FAQ sur la crise actuelle
Pourquoi le prix du glyphosate a-t-il fluctué récemment ?
Les fluctuations du prix du glyphosate sont principalement dues à une combinaison de facteurs. L’augmentation du coût des matières premières nécessaires à sa fabrication, les perturbations dans les chaînes d’approvisionnement mondiales, les variations des taux de change et la spéculation sur les marchés peuvent tous influencer le prix final.
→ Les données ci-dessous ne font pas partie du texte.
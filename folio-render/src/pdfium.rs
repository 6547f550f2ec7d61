use std::env;
use std::mem;
use std::path::Path;
use std::sync::Arc;

use anyhow::{anyhow, Result};
use folio_core::{
    DecodeError, Destination, DocumentOpener, LinkAction, LinkTarget, OpenError, OutlineItem,
    PageDecoder, Raster, Rotation, TextRegion,
};
use parking_lot::Mutex;
use pdfium_render::prelude::*;
use tracing::{debug, instrument, trace, warn};

use crate::geometry::{normalize_rect, output_size, scaled_edge, ScaledEdge};
use crate::PDFIUM_LIBRARY_ENV;

/// Opens PDF files through a pdfium library bound at runtime.
pub struct PdfiumOpener {
    pdfium: Arc<Pdfium>,
}

impl PdfiumOpener {
    /// Bind pdfium from `FOLIO_PDFIUM_LIBRARY_PATH`, then the working
    /// directory, then the system library path.
    pub fn new() -> Result<Self> {
        let pdfium = match bind_pdfium_from_env() {
            Some(pdfium) => pdfium,
            None => bind_pdfium_default()?,
        };
        Ok(Self {
            pdfium: Arc::new(pdfium),
        })
    }
}

impl DocumentOpener for PdfiumOpener {
    #[instrument(skip(self, password))]
    fn open(
        &self,
        path: &Path,
        password: Option<&str>,
    ) -> Result<Arc<dyn PageDecoder>, OpenError> {
        if !path.is_file() {
            return Err(OpenError::NotFound(path.to_path_buf()));
        }
        let document = self
            .pdfium
            .load_pdf_from_file(path, password)
            .map_err(open_error)?;
        // SAFETY: the document borrows the bindings owned by `self.pdfium`.
        // PdfiumDecoder keeps its own Arc to that Pdfium and declares the
        // document field first, so the document is dropped before the
        // bindings it refers to.
        let document = unsafe { mem::transmute::<PdfDocument<'_>, PdfDocument<'static>>(document) };
        let page_count = usize::try_from(document.pages().len()).unwrap_or_default();
        debug!(page_count, "loaded pdf");

        Ok(Arc::new(PdfiumDecoder {
            document: Mutex::new(document),
            page_count,
            _pdfium: Arc::clone(&self.pdfium),
        }))
    }
}

fn open_error(err: PdfiumError) -> OpenError {
    match err {
        PdfiumError::PdfiumLibraryInternalError(PdfiumInternalError::PasswordError) => {
            OpenError::PasswordRequired
        }
        other => OpenError::Corrupt {
            reason: other.to_string(),
        },
    }
}

struct PdfiumDecoder {
    document: Mutex<PdfDocument<'static>>,
    page_count: usize,
    _pdfium: Arc<Pdfium>,
}

impl PdfiumDecoder {
    fn with_page<R>(
        &self,
        page: usize,
        f: impl FnOnce(&PdfPage<'_>) -> Result<R, PdfiumError>,
    ) -> Result<R, DecodeError> {
        let index: PdfPageIndex = page
            .try_into()
            .map_err(|_| DecodeError::transient(page, "page index out of supported range"))?;
        let document = self.document.lock();
        let pdf_page = document
            .pages()
            .get(index)
            .map_err(|err| DecodeError::transient(page, err.to_string()))?;
        f(&pdf_page).map_err(|err| DecodeError::transient(page, err.to_string()))
    }
}

impl PageDecoder for PdfiumDecoder {
    fn page_count(&self) -> usize {
        self.page_count
    }

    fn page_size(&self, page: usize) -> Result<(f32, f32), DecodeError> {
        self.with_page(page, |pdf_page| Ok((pdf_page.width().value, pdf_page.height().value)))
    }

    #[instrument(skip(self))]
    fn decode(
        &self,
        page: usize,
        target_width: u32,
        rotation: Rotation,
    ) -> Result<Raster, DecodeError> {
        let target = i32::try_from(target_width)
            .map_err(|_| DecodeError::transient(page, "target width too large"))?
            .max(1);
        let config = PdfRenderConfig::new();
        let config = match scaled_edge(rotation) {
            ScaledEdge::Width => config.set_target_width(target),
            ScaledEdge::Height => config.set_target_height(target),
        }
        .rotate(render_rotation(rotation), false);

        let (width, height, pixels, expected) = self.with_page(page, |pdf_page| {
            let expected = output_size(
                pdf_page.width().value,
                pdf_page.height().value,
                target_width,
                rotation,
            );
            let bitmap = pdf_page.render_with_config(&config)?;
            let image = bitmap.as_image().to_rgba8();
            Ok((image.width(), image.height(), image.into_raw(), expected))
        })?;
        if (width, height) != expected {
            debug!(page, width, height, ?expected, "bitmap size differs from page geometry");
        }
        Raster::from_raw(width, height, pixels)
            .ok_or_else(|| DecodeError::transient(page, "bitmap size mismatch"))
    }

    fn extract_links(&self, page: usize) -> Result<Vec<LinkTarget>, DecodeError> {
        self.with_page(page, |pdf_page| {
            let page_width = pdf_page.width().value;
            let page_height = pdf_page.height().value;

            let mut targets = Vec::new();
            for link in pdf_page.links().iter() {
                let rect = match link.rect() {
                    Ok(rect) => rect,
                    Err(err) => {
                        warn!(?err, page, "failed to resolve link rectangle");
                        continue;
                    }
                };
                let Some(area) = normalize_rect(
                    page_width,
                    page_height,
                    rect.left().value,
                    rect.top().value,
                    rect.right().value,
                    rect.bottom().value,
                ) else {
                    continue;
                };
                let Some(action) = link_action(&link) else {
                    continue;
                };
                targets.push(LinkTarget { area, action });
            }
            Ok(targets)
        })
    }

    fn extract_text_regions(&self, page: usize) -> Result<Vec<TextRegion>, DecodeError> {
        self.with_page(page, |pdf_page| {
            let page_width = pdf_page.width().value;
            let page_height = pdf_page.height().value;
            let text = pdf_page.text()?;

            let mut regions = Vec::new();
            for segment in text.segments().iter() {
                let content = segment.text();
                if content.trim().is_empty() {
                    continue;
                }
                let bounds = segment.bounds();
                if let Some(area) = normalize_rect(
                    page_width,
                    page_height,
                    bounds.left().value,
                    bounds.top().value,
                    bounds.right().value,
                    bounds.bottom().value,
                ) {
                    regions.push(TextRegion {
                        area,
                        text: content,
                    });
                }
            }
            Ok(regions)
        })
    }

    fn table_of_contents(&self) -> Option<Vec<OutlineItem>> {
        let document = self.document.lock();
        let bookmarks = document.bookmarks();
        let root = bookmarks.root()?;
        let mut outline = Vec::new();
        collect_outline(root, &mut outline);
        Some(outline)
    }

    fn resolve_named_destination(&self, name: &str) -> Option<Destination> {
        // pdfium-render exposes no lookup of the document's name tree.
        trace!(name, "named destinations are not supported by this backend");
        None
    }
}

fn render_rotation(rotation: Rotation) -> PdfPageRenderRotation {
    match rotation.quarter_turns() {
        1 => PdfPageRenderRotation::Degrees90,
        2 => PdfPageRenderRotation::Degrees180,
        3 => PdfPageRenderRotation::Degrees270,
        _ => PdfPageRenderRotation::None,
    }
}

fn link_action(link: &PdfLink<'_>) -> Option<LinkAction> {
    if let Some(action) = link.action() {
        match action.action_type() {
            PdfActionType::GoToDestinationInSameDocument => {
                let page = action
                    .as_local_destination_action()
                    .and_then(|local| local.destination().ok())
                    .and_then(|destination| destination.page_index().ok());
                if let Some(page) = page {
                    return Some(LinkAction::GoTo {
                        page: usize::from(page),
                    });
                }
            }
            PdfActionType::Uri => {
                let uri = action
                    .as_uri_action()
                    .and_then(|uri_action| uri_action.uri().ok());
                if let Some(uri) = uri.filter(|uri| !uri.is_empty()) {
                    return Some(LinkAction::Uri { uri });
                }
            }
            _ => {}
        }
    }

    link.destination()
        .and_then(|destination| destination.page_index().ok())
        .map(|page| LinkAction::GoTo {
            page: usize::from(page),
        })
}

/// Flatten the bookmark tree depth-first. Bookmarks without a title or a
/// page destination are skipped but their children are kept.
fn collect_outline(root: PdfBookmark<'_>, out: &mut Vec<OutlineItem>) {
    let mut pending = vec![(root, 0usize)];
    while let Some((bookmark, depth)) = pending.pop() {
        if let Some(sibling) = bookmark.next_sibling() {
            pending.push((sibling, depth));
        }
        if let Some(child) = bookmark.first_child() {
            pending.push((child, depth + 1));
        }

        let page_index = bookmark
            .destination()
            .and_then(|destination| destination.page_index().ok());
        match (bookmark.title(), page_index) {
            (Some(title), Some(page_index)) => out.push(OutlineItem {
                title,
                page_index: usize::from(page_index),
                depth,
            }),
            _ => trace!(depth, "skipping outline entry without a page target"),
        }
    }
}

fn bind_pdfium_from_env() -> Option<Pdfium> {
    let path = env::var(PDFIUM_LIBRARY_ENV).ok().filter(|path| !path.is_empty())?;
    match Pdfium::bind_to_library(&path) {
        Ok(bindings) => Some(Pdfium::new(bindings)),
        Err(err) => {
            warn!(%path, %err, "failed to load pdfium from {PDFIUM_LIBRARY_ENV}");
            None
        }
    }
}

/// Try the working directory, then the system search path.
fn bind_pdfium_default() -> Result<Pdfium> {
    let local = Pdfium::pdfium_platform_library_name_at_path("./");
    let local_label = local.display().to_string();
    type Bind<'a> = &'a dyn Fn() -> Result<Box<dyn PdfiumLibraryBindings>, PdfiumError>;
    let attempts: [(&str, Bind<'_>); 2] = [
        (local_label.as_str(), &|| Pdfium::bind_to_library(&local)),
        ("system library path", &Pdfium::bind_to_system_library),
    ];

    let mut failures = Vec::new();
    for (source, bind) in attempts {
        match bind() {
            Ok(bindings) => {
                debug!(source, "bound pdfium");
                return Ok(Pdfium::new(bindings));
            }
            Err(err) => failures.push(format!("{source}: {err}")),
        }
    }
    Err(anyhow!(
        "no usable pdfium library found (tried {}); point {PDFIUM_LIBRARY_ENV} at one",
        failures.join("; ")
    ))
}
L’incertitude réglementaire quant à son avenir contribue également à cette volatilité, les producteurs et les distributeurs ajustant leurs stratégies pour faire face aux risques potentiels.
Quelles sont les principales préoccupations sanitaires liées au glyphosate ?
Les principales préoccupations sanitaires portent sur le potentiel cancérogène du glyphosate, notamment suite à des classifications de l’Agence internationale de recherche sur le cancer (CIRC). Des études scientifiques divergent sur ce point, mais les craintes concernent également des effets potentiels sur le système endocrinien et d’autres problèmes de santé.
Quelles sont les alternatives au glyphosate pour les maraîchers ?
Pour les maraîchers, les alternatives incluent la couverture du sol avec des paillis organiques, l’utilisation de bâches spécifiques, le désherbage mécanique régulier (manuel ou mécanisé), la solarisation du sol dans certaines conditions, et la promotion de la biodiversité dans les parcelles pour favoriser les prédateurs naturels des mauvaises herbes.
Quand la décision finale sur le renouvellement de l’autorisation du glyphosate sera-t-elle prise ?
La décision finale dépendra de l’avis de l’Agence européenne des produits chimiques (ECHA) et de la capacité des États membres de l’Union européenne à trouver un consensus. La période de prolongation de 18 mois vise justement à permettre la collecte et l’analyse de nouvelles données scientifiques pour éclairer cette décision.